L’opinion des français en matière de santé

%

IMPORTANT

%

NÉCESSAIRE

%

POSSIBLE

Pour 8 Français sur 10, les questions de santé n’occupent pas une place assez importante dans le débat de l’élection présidentielle de 2017, selon un sondage sur l’avenir du système de santé réalisé par Ipsos pour le think-thank LIR Imaginons la santé. « Or, les candidats auraient torts d’ignorer ce sujet », met en garde Brice Teinturier, directeur général d’Ipsos France.

Aujourd’hui, pour nos concitoyens, le principal atout de la France réside toujours dans la qualité et la sécurité des soins du système de santé… mais ils sont profondément préoccupés de son évolution. La moitié d’entre eux craignent notamment que leurs enfants soient moins bien soignés qu’eux-mêmes. Cette inquiétude grandissante les mène à attendre des changements rapides. Ils sont ainsi 69 % à estimer qu’il est nécessaire de réformer le système de santé dès le prochain mandat présidentiel (pour 45 %, il s’agit même d’une urgence). Pour autant, la moitié d’entre eux ne fait confiance ni à la droite ni à la gauche pour mener cette réforme.

En cas d’absence de réforme lors du prochain quinquennat, 90 % des personnes interrogées redoutent un déremboursement de nombreux traitements, une augmentation du reste à charge, le développement d’une médecine à deux vitesses et une augmentation du délai d’accès aux soins.

D’ores et déjà, les Français considèrent que la situation est préoccupante en matière d’accès aux soins : plus de la moitié critique l’accès aux médecins spécialistes et le parcours de soins à l’hôpital. La disponibilité et l’écoute des soignants tout comme l’accessibilité du médecin généraliste demeurent en revanche satisfaisantes. Même si l’accès au médecin traitant s’est détérioré le soir et le week-end pour 63 % d’entre eux.

Près de 7 Français sur 10 estiment qu’une réforme est possible sans qu’ils soient obligés de faire des sacrifices mais en organisant plus efficacement le parcours de soins.

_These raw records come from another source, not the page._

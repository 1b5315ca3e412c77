//! Test utilities for code generators.
//!
//! This module is only available when the `testing` feature is enabled
//! or during tests. It provides [`Toy`], a small C-like dialect that
//! implements just enough constructs to exercise the session.

use quill_core::format_number;
use quill_ir::{ArithmeticOp, Construct, ListMode, Node, Position};

use crate::dialect::{Code, Dialect, Handlers};
use crate::error::{GenerateError, Result};
use crate::names::{NameCategory, NameDatabase};
use crate::precedence::{ElisionPair, OrderTable};
use crate::session::Session;

/// Precedence ranks of the [`Toy`] dialect.
pub mod orders {
    use crate::precedence::Precedence;

    pub const ATOMIC: Precedence = Precedence::tier(0);
    pub const MEMBER: Precedence = Precedence::tier(1);
    pub const UNARY_NEGATION: Precedence = Precedence::new(4, 2);
    pub const MULTIPLICATION: Precedence = Precedence::new(5, 1);
    pub const DIVISION: Precedence = Precedence::new(5, 2);
    pub const ADDITION: Precedence = Precedence::new(6, 1);
    pub const SUBTRACTION: Precedence = Precedence::new(6, 2);
    pub const ASSIGNMENT: Precedence = Precedence::tier(20);
    pub const NONE: Precedence = Precedence::tier(99);
}

static OVERRIDES: &[ElisionPair] = &[
    ElisionPair(orders::MULTIPLICATION, orders::MULTIPLICATION),
    ElisionPair(orders::ADDITION, orders::ADDITION),
    ElisionPair(orders::ATOMIC, orders::ATOMIC),
    ElisionPair(orders::NONE, orders::NONE),
];

static TABLE: OrderTable = OrderTable {
    atomic: orders::ATOMIC,
    addition: orders::ADDITION,
    subtraction: orders::SUBTRACTION,
    unary_negation: orders::UNARY_NEGATION,
    overrides: OVERRIDES,
    named: &[
        ("ATOMIC", orders::ATOMIC),
        ("MEMBER", orders::MEMBER),
        ("UNARY_NEGATION", orders::UNARY_NEGATION),
        ("MULTIPLICATION", orders::MULTIPLICATION),
        ("DIVISION", orders::DIVISION),
        ("ADDITION", orders::ADDITION),
        ("SUBTRACTION", orders::SUBTRACTION),
        ("ASSIGNMENT", orders::ASSIGNMENT),
        ("NONE", orders::NONE),
    ],
};

/// Minimal test dialect.
#[derive(Debug, Clone, Copy, Default)]
pub struct Toy;

/// A fresh name database for [`Toy`].
pub fn toy_names() -> NameDatabase {
    NameDatabase::for_dialect(&Toy)
}

impl Dialect for Toy {
    fn name(&self) -> &'static str {
        "toy"
    }

    fn file_extension(&self) -> &'static str {
        "toy"
    }

    fn orders(&self) -> &OrderTable {
        &TABLE
    }

    fn reserved_words(&self) -> &'static [&'static str] {
        &["print", "var", "while"]
    }

    fn comment_prefix(&self) -> &'static str {
        "// "
    }

    fn statement_terminator(&self) -> &'static str {
        ";"
    }

    fn quote(&self, text: &str) -> String {
        format!("\"{}\"", text.replace('"', "\\\""))
    }

    fn declare_variables(&self, names: &[String]) -> Option<String> {
        (!names.is_empty()).then(|| {
            names
                .iter()
                .map(|n| format!("var {n};"))
                .collect::<Vec<_>>()
                .join("\n")
        })
    }
}

impl Handlers for Toy {
    fn render(&self, session: &mut Session<'_>, node: &Node) -> Result<Code> {
        use orders::*;

        match &node.construct {
            Construct::MathNumber { value } => {
                let rank = if *value < 0.0 { UNARY_NEGATION } else { ATOMIC };
                Ok(Code::value(format_number(*value), rank))
            }
            Construct::MathArithmetic { op, a, b } => {
                let (symbol, rank) = match op {
                    ArithmeticOp::Add => ("+", ADDITION),
                    ArithmeticOp::Minus => ("-", SUBTRACTION),
                    ArithmeticOp::Multiply => ("*", MULTIPLICATION),
                    ArithmeticOp::Divide => ("/", DIVISION),
                    ArithmeticOp::Power => {
                        return Err(GenerateError::unsupported(node, "no power operator"));
                    }
                };
                let a = session.value_or(a.as_deref(), rank, "0")?;
                let b = session.value_or(b.as_deref(), rank, "0")?;
                Ok(Code::value(format!("{a} {symbol} {b}"), rank))
            }
            Construct::Text { text } => Ok(Code::value(session.quote(text), ATOMIC)),
            Construct::VariablesGet { variable } => Ok(Code::value(
                session.get_name(variable, NameCategory::Variable)?,
                ATOMIC,
            )),
            Construct::VariablesSet { variable, value } => {
                let name = session.get_name(variable, NameCategory::Variable)?;
                let value = session.value_or(value.as_deref(), ASSIGNMENT, "0")?;
                Ok(Code::statement(format!("{name} = {value};\n")))
            }
            Construct::TextPrint { value } => {
                let value = session.value_or(value.as_deref(), NONE, "\"\"")?;
                Ok(Code::statement(format!("print({value});\n")))
            }
            Construct::ControlsRepeatExt { times, body } => {
                let times = session.value_or(times.as_deref(), NONE, "0")?;
                let body = session.statement_to_code(body.as_deref())?;
                Ok(Code::statement(format!("repeat ({times}) {{\n{body}}}\n")))
            }
            Construct::MathRandomFloat => {
                let name = session.provide_function(
                    "rand_float",
                    &["function {{fn}}() {", "  return random();", "}"],
                )?;
                Ok(Code::value(format!("{name}()"), MEMBER))
            }
            Construct::ListsGetIndex {
                mode: ListMode::Get,
                position: Position::FromStart,
                list,
                at,
            } => {
                let list = session.value_or(list.as_deref(), MEMBER, "[]")?;
                let at = session.adjusted(at.as_deref(), 0, false, NONE)?;
                Ok(Code::value(format!("{list}[{at}]"), MEMBER))
            }
            Construct::ProceduresDef { name, .. } => {
                let name = session.get_name(name, NameCategory::Function)?;
                session.define(format!("%{name}"), format!("function {name}() {{}}"));
                Ok(Code::Handled)
            }
            _ => Err(GenerateError::unsupported(node, "not available in toy")),
        }
    }
}

/// Assert that two strings are equal, with a line diff on failure.
pub fn assert_content_eq(expected: &str, actual: &str) {
    if expected != actual {
        let expected_lines: Vec<&str> = expected.lines().collect();
        let actual_lines: Vec<&str> = actual.lines().collect();

        let mut diff = String::new();
        let max_lines = expected_lines.len().max(actual_lines.len());

        for i in 0..max_lines {
            let exp = expected_lines.get(i).copied().unwrap_or("<missing>");
            let act = actual_lines.get(i).copied().unwrap_or("<missing>");

            if exp != act {
                diff.push_str(&format!("Line {}:\n", i + 1));
                diff.push_str(&format!("  expected: {:?}\n", exp));
                diff.push_str(&format!("  actual:   {:?}\n", act));
            }
        }

        panic!("Content mismatch:\n{}", diff);
    }
}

Car pour la majorité des personnes interrogées, pas question de faire un effort financier supplémentaire, ni de couper dans les dépenses. Plus de 8 Français sur 10 pensent qu’on peut faire mieux avec autant ! Ils sont donc prêts à certaines évolutions. Tout d’abord, les Français sont bien plus en avance que les professionnels de santé ne le supposent parfois sur le partage des donnés. « Ils n’ont aucune réticence à partager leurs données de santé avec les soignants », souligne Brice Teinturier. Ainsi, trois quarts des participants acceptent que leurs données de santé soient accessibles à tous les professionnels de santé qui les suivent. Si l’assentiment à l’égard de l’utilisation des nouvelles technologies et des données numériques est aussi fort, c’est parce qu’ils estiment qu’elles sont un facteur d’amélioration de la sécurité des soins et un accélérateur de prise en charge.

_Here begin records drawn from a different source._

//! Comment collection and sibling chaining for standalone nodes.

use quill_core::{prefix_lines, wrap};
use quill_ir::Node;

use crate::error::Result;
use crate::session::Session;

/// Width taken by the comment marker when wrapping.
const COMMENT_MARKER_WIDTH: usize = 3;

/// Comments attached to `node` and everything feeding its value slots,
/// newline-joined with a trailing newline. Empty when there are none.
pub fn all_nested_comments(node: &Node) -> String {
    let comments: Vec<&str> = node
        .value_descendants()
        .into_iter()
        .filter_map(Node::comment_text)
        .collect();
    if comments.is_empty() {
        String::new()
    } else {
        let mut out = comments.join("\n");
        out.push('\n');
        out
    }
}

impl Session<'_> {
    /// Decorate a standalone node's code with its comments and, unless
    /// `this_only`, append the rendered sibling chain.
    ///
    /// Output is `<own comment><nested value comments><code><siblings>`
    /// with no separator injected between the parts.
    pub fn scrub(&mut self, node: &Node, code: &str, this_only: bool) -> Result<String> {
        let prefix = self.dialect.comment_prefix();
        let mut comments = String::new();
        if let Some(comment) = node.comment_text() {
            let width = self
                .options
                .comment_wrap
                .saturating_sub(COMMENT_MARKER_WIDTH);
            comments.push_str(&prefix_lines(&wrap(comment, width), prefix));
            comments.push('\n');
        }
        for child in node.construct.value_inputs() {
            let nested = all_nested_comments(child);
            if !nested.is_empty() {
                comments.push_str(&prefix_lines(&nested, prefix));
            }
        }

        let siblings = if this_only {
            String::new()
        } else {
            self.statement_chain(node.next.as_deref())?
        };
        Ok(format!("{comments}{code}{siblings}"))
    }
}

Afin d’améliorer l’accès aux soins, la majorité d’entre eux soutiennent la délégation de tâches vers les infirmières (77 %), les opticiens (63 %) et, dans une moindre mesure, vers pharmaciens (55 %). En revanche, ils demeurent très attachés à leur hôpital de proximité. Ils ne sont que 37 % à accepter que les hôpitaux proches de chez eux soient fermés au profit de centres hospitaliers plus éloignés mais plus modernes. « Les politiques ne doivent pas sous-estimer cette résistance des Français », met en garde Brice Teinturier.

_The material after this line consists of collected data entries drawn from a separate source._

//! Numbers and arithmetic.

use quill_codegen::{Code, NameCategory, Result, Session};
use quill_core::format_number;
use quill_ir::{ArithmeticOp, MathConstant, Node, SingleOp};

use crate::orders::*;

pub(super) fn number(value: f64) -> Code {
    let rank = if value < 0.0 { UNARY_NEGATION } else { ATOMIC };
    let text = if value == f64::INFINITY {
        "INF".to_string()
    } else if value == f64::NEG_INFINITY {
        "-INF".to_string()
    } else {
        format_number(value)
    };
    Code::value(text, rank)
}

pub(super) fn arithmetic(
    s: &mut Session<'_>,
    op: ArithmeticOp,
    a: Option<&Node>,
    b: Option<&Node>,
) -> Result<Code> {
    let (operator, rank) = match op {
        ArithmeticOp::Add => ("+", ADDITION),
        ArithmeticOp::Minus => ("-", SUBTRACTION),
        ArithmeticOp::Multiply => ("*", MULTIPLICATION),
        ArithmeticOp::Divide => ("/", DIVISION),
        ArithmeticOp::Power => ("**", POWER),
    };
    let a = s.value_or(a, rank, "0")?;
    let b = s.value_or(b, rank, "0")?;
    Ok(Code::value(format!("{a} {operator} {b}"), rank))
}

pub(super) fn single(s: &mut Session<'_>, op: SingleOp, value: Option<&Node>) -> Result<Code> {
    let arg_rank = match op {
        SingleOp::Neg => UNARY_NEGATION,
        SingleOp::Sin | SingleOp::Cos | SingleOp::Tan => DIVISION,
        _ => NONE,
    };
    let arg = s.value_or(value, arg_rank, "0")?;
    let (code, rank) = match op {
        SingleOp::Neg => {
            // `--x` is a decrement.
            let gap = if arg.starts_with('-') { " " } else { "" };
            (format!("-{gap}{arg}"), UNARY_NEGATION)
        }
        SingleOp::Abs => (format!("abs({arg})"), FUNCTION_CALL),
        SingleOp::Root => (format!("sqrt({arg})"), FUNCTION_CALL),
        SingleOp::Ln => (format!("log({arg})"), FUNCTION_CALL),
        SingleOp::Exp => (format!("exp({arg})"), FUNCTION_CALL),
        SingleOp::Pow10 => (format!("pow(10,{arg})"), FUNCTION_CALL),
        SingleOp::Round => (format!("round({arg})"), FUNCTION_CALL),
        SingleOp::RoundUp => (format!("ceil({arg})"), FUNCTION_CALL),
        SingleOp::RoundDown => (format!("floor({arg})"), FUNCTION_CALL),
        SingleOp::Sin => (format!("sin({arg} / 180 * pi())"), FUNCTION_CALL),
        SingleOp::Cos => (format!("cos({arg} / 180 * pi())"), FUNCTION_CALL),
        SingleOp::Tan => (format!("tan({arg} / 180 * pi())"), FUNCTION_CALL),
        SingleOp::Log10 => (format!("log({arg}) / log(10)"), DIVISION),
        SingleOp::Asin => (format!("asin({arg}) / pi() * 180"), DIVISION),
        SingleOp::Acos => (format!("acos({arg}) / pi() * 180"), DIVISION),
        SingleOp::Atan => (format!("atan({arg}) / pi() * 180"), DIVISION),
    };
    Ok(Code::value(code, rank))
}

pub(super) fn constant(constant: MathConstant) -> Code {
    match constant {
        MathConstant::Pi => Code::value("M_PI", ATOMIC),
        MathConstant::E => Code::value("M_E", ATOMIC),
        MathConstant::GoldenRatio => Code::value("(1 + sqrt(5)) / 2", DIVISION),
        MathConstant::Sqrt2 => Code::value("M_SQRT2", ATOMIC),
        MathConstant::Sqrt1_2 => Code::value("M_SQRT1_2", ATOMIC),
        MathConstant::Infinity => Code::value("INF", ATOMIC),
    }
}

pub(super) fn modulo(
    s: &mut Session<'_>,
    dividend: Option<&Node>,
    divisor: Option<&Node>,
) -> Result<Code> {
    let dividend = s.value_or(dividend, MODULUS, "0")?;
    let divisor = s.value_or(divisor, MODULUS, "0")?;
    Ok(Code::value(format!("{dividend} % {divisor}"), MODULUS))
}

pub(super) fn constrain(
    s: &mut Session<'_>,
    value: Option<&Node>,
    low: Option<&Node>,
    high: Option<&Node>,
) -> Result<Code> {
    let value = s.value_or(value, COMMA, "0")?;
    let low = s.value_or(low, COMMA, "0")?;
    let high = s.value_or(high, COMMA, "INF")?;
    Ok(Code::value(
        format!("min(max({value}, {low}), {high})"),
        FUNCTION_CALL,
    ))
}

pub(super) fn random_int(
    s: &mut Session<'_>,
    from: Option<&Node>,
    to: Option<&Node>,
) -> Result<Code> {
    let from = s.value_or(from, COMMA, "0")?;
    let to = s.value_or(to, COMMA, "0")?;
    let name = s.provide_function(
        "math_random_int",
        &[
            "function {{fn}}($a, $b) {",
            "  if ($a > $b) {",
            "    return rand($b, $a);",
            "  }",
            "  return rand($a, $b);",
            "}",
        ],
    )?;
    Ok(Code::value(format!("{name}({from}, {to})"), FUNCTION_CALL))
}

pub(super) fn random_float() -> Code {
    Code::value("(float)rand()/(float)getrandmax()", FUNCTION_CALL)
}

pub(super) fn change(s: &mut Session<'_>, variable: &str, delta: Option<&Node>) -> Result<Code> {
    let delta = s.value_or(delta, ADDITION, "0")?;
    let name = s.get_name(variable, NameCategory::Variable)?;
    Ok(Code::statement(format!("{name} += {delta};\n")))
}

Françoise BARTOLI, Présidente du LIR

Pourquoi avoir lancé la démarche France Santé 2017 ?

Le thème de la santé est un sujet majeur pour tous les français mais souvent négligé lors des campagnes présidentielles : « think-tank » engagé dans la réflexion autour des questions de l’innovation, l’association LIR veut interpeler les décideurs et l’opinion publique en initiant un forum d’échange « France Santé 2017 » autour de 5 défis :

  1. Simplifier l’accès aux soins des Français pour que chacun bénéficie de l’excellence médicale et thérapeutique au bon moment, au bon endroit.
  2. Faire mieux avec autant en améliorant la qualité de la prise en charge, en tenant compte de l’environnement des individus.
  3. S’appuyer sur les nouvelles technologies et la santé numérique, favoriser les idées neuves.
  4. Éviter ou retarder l’arrivée de la maladie en impliquant plus les citoyens dans leur parcours de santé.
  5. Soutenir la recherche et la médecine du futur pour faire de la santé un secteur économique envié.

L’objectif est, à partir de données factuelles et référencées, d’alimenter la réflexion santé de tous les candidats à la présidentielle !
Nous espérons ainsi démontrer aux futurs candidats à la présidentielle que la transformation de notre système de santé peut être abordée, réfléchie et traitée de manière positive.